1 C milk (room temp)
1/4 C water (room temp)
1/4 C butter, softened
1 egg
1 tsp salt
4 C AP flour
1/4 C instant vanilla pudding (I used French Vanilla)
1 Tbs sugar
1 Tbs yeast

Filling:
1/4 C butter, softened (I didn't measure, I just slapped it on)
1 C packed brown sugar
2 tsp cinnamon

Frosting (I used canned, I had it on hand)
4 oz cream cheese
1/4 C butter, softened
1 1/2 C powdered sugar
1 1/2 tsp milk
1/2 tsp vanilla

In a bread machine, place milk, water, butter, egg, salt, flour, pudding, sugar, and yeast.  Select dough setting.  When cycle is complete, turn dough onto a lightly floured surface.  Roll into a 17 x 10 inch rectangle.  Spread on butter and sprinkle with brown sugar and cinnamon.  Roll up jelly roll-style, starting with the long side and pinch seam to seal.  Cut into 12 slices.  Place slices, cut side down, into a greased 9 x 13 pan.  Cover and let rise until doubled, about 45 minutes.  Bake at 350* for 20-25 minutes until golden brown.  Frost warm rolls and enjoy!


----------



## marmalady (Jul 6, 2006)

Here's another cinn-roll recipe posted a while ago by one of our members, Audeo, who's no long active on the boards; they're absolutely over the top!

*Cinnamon* Roll Dough


2 tablespoons yeast (I use Saf-Instant)
1 cup warm water (115-degrees F.)
1 cup granulated sugar, divided
1 cup milk
1 cup butter
2 teaspoons salt
2 eggs slightly beaten
6 cups all-purpose flour

In a small bowl, combine yeast, warm water and 1 teaspoon of the sugar. Stir and set aside.

In a large bowl, mix milk, remaining sugar, butter, salt and eggs. Stir well. Add yeast mixture to bowl and 3 cups of the flour; beat until smooth. Add additional flour until dough is stiff. Knead dough on well-floured board for 10 minutes. Place dough in bowl and cover. Set in a warm place until double in bulk, about 1 1/2 hours.

Punch down dough and let it rest for 5 minutes. Roll dough on a floured surface to a 15-by-20-inch rectangle. (Don't use too much flour or the dough will get stiff.)

Add filling to top of dough to within 1/2 inch of all sides, then roll up and cut evenly into *rolls*. Place into a well-buttered 9x12-inch baking pan and allow to rise until doubled.

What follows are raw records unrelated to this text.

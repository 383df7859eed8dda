//! Order service: checkout orchestration and status transitions.
//!
//! # Flow
//!
//! ```text
//! Cart snapshot → batch product fetch → assemble → Store::checkout
//! ```
//!
//! The assembler's stock validation is advisory; the conditional
//! decrements inside `Store::checkout` are authoritative. When a
//! concurrent checkout wins the remaining stock between the two, the
//! store's refusal is translated back into the same `InsufficientStock`
//! detail the assembler would have produced.

use std::collections::HashMap;
use std::str::FromStr;
use std::sync::Arc;

use tracing::{info, warn};

use aurum_domain::{OrderId, OrderStatus, Product, ProductId, ShippingInfo, UserId};
use aurum_store::{
    CartRepository, CheckoutPlan, OrderRepository, ProductRepository, Store, StoreError,
};

use crate::assembler::assemble_order;
use crate::error::OrderError;
use crate::summary::OrderSummary;

/// Cart-to-order conversion and order lifecycle operations.
pub struct OrderService<S: Store> {
    store: Arc<S>,
}

impl<S: Store> OrderService<S> {
    /// Create a new order service.
    pub fn new(store: Arc<S>) -> Self {
        Self { store }
    }

    /// Convert the user's cart into a durable order.
    ///
    /// The order row, its line items, the cart clear, and every line's
    /// stock decrement commit atomically: a failure at any point leaves
    /// zero partial state.
    ///
    /// # Errors
    ///
    /// - `OrderError::CartEmpty` if the cart has no lines
    /// - `OrderError::ProductUnavailable` if a line's product vanished
    /// - `OrderError::InsufficientStock` if any line loses the stock race
    pub async fn create_order_from_cart(
        &self,
        user_id: UserId,
        shipping: ShippingInfo,
    ) -> Result<OrderSummary, OrderError> {
        // 1. Cart snapshot
        let cart = self.store.carts().find_or_create_by_user(user_id).await?;
        let cart_items = self.store.carts().find_items(cart.id).await?;

        if cart_items.is_empty() {
            return Err(OrderError::CartEmpty);
        }

        // 2. One batch fetch for all referenced products
        let product_ids: Vec<ProductId> =
            cart_items.iter().map(|item| item.product_id).collect();
        let products: HashMap<ProductId, Product> = self
            .store
            .products()
            .find_by_ids(&product_ids)
            .await?
            .into_iter()
            .map(|p| (p.id, p))
            .collect();

        // 3. Pure assembly: validate lines, freeze prices, sum the total
        let assembled = assemble_order(user_id, &cart_items, &products, shipping)?;

        // 4. Atomic commit; the store re-checks stock with conditional
        //    decrements, so a concurrent winner surfaces here
        let plan = CheckoutPlan {
            order: assembled.order,
            items: assembled.items,
            cart_id: cart.id,
        };

        if let Err(e) = self.store.checkout(&plan).await {
            return Err(match e {
                StoreError::InsufficientStock { product_id, available } => {
                    let in_cart = cart_items
                        .iter()
                        .find(|item| item.product_id == product_id)
                        .map(|item| item.quantity.as_i32())
                        .unwrap_or(0);

                    warn!(
                        %user_id,
                        %product_id,
                        requested = in_cart,
                        available,
                        "Checkout lost the stock race"
                    );

                    OrderError::InsufficientStock {
                        product_id,
                        requested: in_cart,
                        available,
                        in_cart,
                    }
                },
                other => other.into(),
            });
        }

        info!(
            %user_id,
            order_id = %plan.order.id,
            total = %plan.order.total_amount,
            lines = plan.items.len(),
            "Order created from cart"
        );

        Ok(OrderSummary::new(&plan.order, &plan.items))
    }

    /// Fetch a single order, enforcing ownership.
    pub async fn get_order_info(
        &self,
        user_id: UserId,
        order_id: OrderId,
    ) -> Result<OrderSummary, OrderError> {
        let order = self
            .store
            .orders()
            .find_by_id(order_id)
            .await?
            .ok_or(OrderError::OrderNotFound(order_id))?;

        if !order.is_owned_by(user_id) {
            return Err(OrderError::OrderNotOwned(order_id));
        }

        let items = self.store.orders().find_items(order_id).await?;
        Ok(OrderSummary::new(&order, &items))
    }

    /// The user's order history, newest first.
    pub async fn get_orders_history(
        &self,
        user_id: UserId,
    ) -> Result<Vec<OrderSummary>, OrderError> {
        let orders = self.store.orders().find_by_user(user_id).await?;

        let mut summaries = Vec::with_capacity(orders.len());
        for order in &orders {
            let items = self.store.orders().find_items(order.id).await?;
            summaries.push(OrderSummary::new(order, &items));
        }

        Ok(summaries)
    }

    /// Cancel an order on behalf of its owner.
    ///
    /// Legal while the order is `pending` or `paid`; `delivered` and
    /// already-`cancelled` orders are refused. Stock is not restored;
    /// stock only moves during order creation.
    pub async fn cancel_order(&self, user_id: UserId, order_id: OrderId) -> Result<(), OrderError> {
        let order = self
            .store
            .orders()
            .find_by_id(order_id)
            .await?
            .ok_or(OrderError::OrderNotFound(order_id))?;

        if !order.is_owned_by(user_id) {
            return Err(OrderError::OrderNotOwned(order_id));
        }

        if !order.status.can_cancel() {
            return Err(OrderError::CannotCancel(order_id));
        }

        self.store.orders().update_status(order_id, OrderStatus::Cancelled).await?;

        info!(%user_id, %order_id, from = %order.status, "Order cancelled");
        Ok(())
    }

    /// Privileged status update (operator path).
    ///
    /// The incoming string must name a known status; terminal orders
    /// (`delivered`, `cancelled`) are frozen. Within those bounds the new
    /// status is written verbatim.
    pub async fn update_order_status(
        &self,
        order_id: OrderId,
        status: &str,
    ) -> Result<(), OrderError> {
        let new_status = OrderStatus::from_str(status)
            .map_err(|_| OrderError::InvalidStatus(status.to_string()))?;

        let order = self
            .store
            .orders()
            .find_by_id(order_id)
            .await?
            .ok_or(OrderError::OrderNotFound(order_id))?;

        if !order.status.can_change() {
            return Err(OrderError::CannotChangeStatus(order_id));
        }

        self.store.orders().update_status(order_id, new_status).await?;

        info!(%order_id, from = %order.status, to = %new_status, "Order status updated");
        Ok(())
    }
}

// =============================================================================
// Tests
// =============================================================================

Brush tops gently with butter, then bake in a preheated 350-degree (F) oven for about 25-30 minutes, or until golden.

I like just *cinnamon* in my *rolls*, so my filling is:

1 cup dark brown sugar
3/4 cup granulated sugar
1/4 cup *cinnamon*
2 tablespoons butter


----------



## thumpershere2 (Jul 6, 2006)

Thank you for posting, I was just thinking on making cinn rolls and I wanted a good sweet dough. They both sound wonderful.


----------



## Hungry (Jul 13, 2006)

Quote-- Brush tops gently with butter, then bake in a preheated 3500-degree (F) oven for about 25-30 minutes, or until golden.

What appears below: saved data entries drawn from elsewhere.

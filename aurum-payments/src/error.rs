//! Payment error types and the gateway-to-domain translation table.

use crate::ports::{GatewayError, GatewayErrorKind};
use aurum_domain::OrderId;
use aurum_store::StoreError;
use thiserror::Error;

/// Errors returned to callers of the payment services.
#[derive(Debug, Error)]
pub enum PaymentError {
    /// Card was declined by the issuer
    #[error("Card was declined")]
    CardDeclined,

    /// Card has expired
    #[error("Card has expired")]
    CardExpired,

    /// Card security code did not match
    #[error("Card security code is incorrect")]
    IncorrectCvc,

    /// Anything else, including exhausted transient retries
    #[error("Payment processing failed: {0}")]
    ProcessingFailed(String),

    /// Order-level retry budget exhausted; human intervention required
    #[error("Too many payment retries for order {0}")]
    TooManyRetries(OrderId),

    /// Retry attempted on an order that already settled
    #[error("Order is already paid: {0}")]
    OrderAlreadyPaid(OrderId),

    /// Retry attempted on a cancelled order
    #[error("Order is cancelled: {0}")]
    OrderCancelled(OrderId),

    /// Order does not exist
    #[error("Order not found: {0}")]
    OrderNotFound(OrderId),

    /// Order exists but belongs to a different user
    #[error("Order not owned by caller: {0}")]
    OrderNotOwned(OrderId),

    /// Store error
    #[error("Store error: {0}")]
    Store(#[from] StoreError),
}

impl PaymentError {
    /// Translate a classified gateway failure into the caller-facing
    /// taxonomy.
    ///
    /// This is the single place the translation happens; callers never
    /// see a `GatewayError`.
    pub fn from_gateway(err: &GatewayError) -> Self {
        match (err.kind, err.code.as_deref()) {
            (GatewayErrorKind::Card, Some("card_declined")) => PaymentError::CardDeclined,
            (GatewayErrorKind::Card, Some("expired_card")) => PaymentError::CardExpired,
            (GatewayErrorKind::Card, Some("incorrect_cvc")) => PaymentError::IncorrectCvc,
            _ => PaymentError::ProcessingFailed(err.message.clone()),
        }
    }
}

// =============================================================================
// Tests
// =============================================================================

#[cfg(test)]
mod tests {
    use super::*;

    #[test]
    fn test_card_code_translation() {
        let declined = GatewayError::card("card_declined", "declined");
        assert!(matches!(PaymentError::from_gateway(&declined), PaymentError::CardDeclined));

        let expired = GatewayError::card("expired_card", "expired");
        assert!(matches!(PaymentError::from_gateway(&expired), PaymentError::CardExpired));

        let cvc = GatewayError::card("incorrect_cvc", "bad cvc");
        assert!(matches!(PaymentError::from_gateway(&cvc), PaymentError::IncorrectCvc));
    }

    #[test]
    fn test_everything_else_is_processing_failure() {
        for err in [
            GatewayError::card("processing_error", "card issue"),
            GatewayError::invalid_request("bad amount"),
            GatewayError::api("internal"),
            GatewayError::connection("timeout"),
            GatewayError::rate_limit("throttled"),
        ] {
            assert!(matches!(
                PaymentError::from_gateway(&err),
                PaymentError::ProcessingFailed(_)
            ));
        }
    }
}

May I use a 350 degree oven?

Charlie


----------



## marmalady (Jul 13, 2006)

Hungry said:
			
		

> Quote-- Brush tops gently with butter, then bake in a preheated 3500-degree (F) oven for about 25-30 minutes, or until golden.
> 
> May I use a 350 degree oven?
> 
> Charlie


 
Whoopsie!  You certainly may!


----------



## Ardge (Sep 22, 2006)

They get done quicker in a 3500 degree oven though, don't they?  lol


These sound wonderful!  My recipe is too complicated, PLUS I need non fat dry milk.  I do not have any and I am broke as can be.



....  but I am happy.

RJ


----------



## Angie (Sep 22, 2006)

Well I guess I'd say my rolls were a success.....I set them out at 7:30 this morning and by 8 I was washing the pan!!!


----------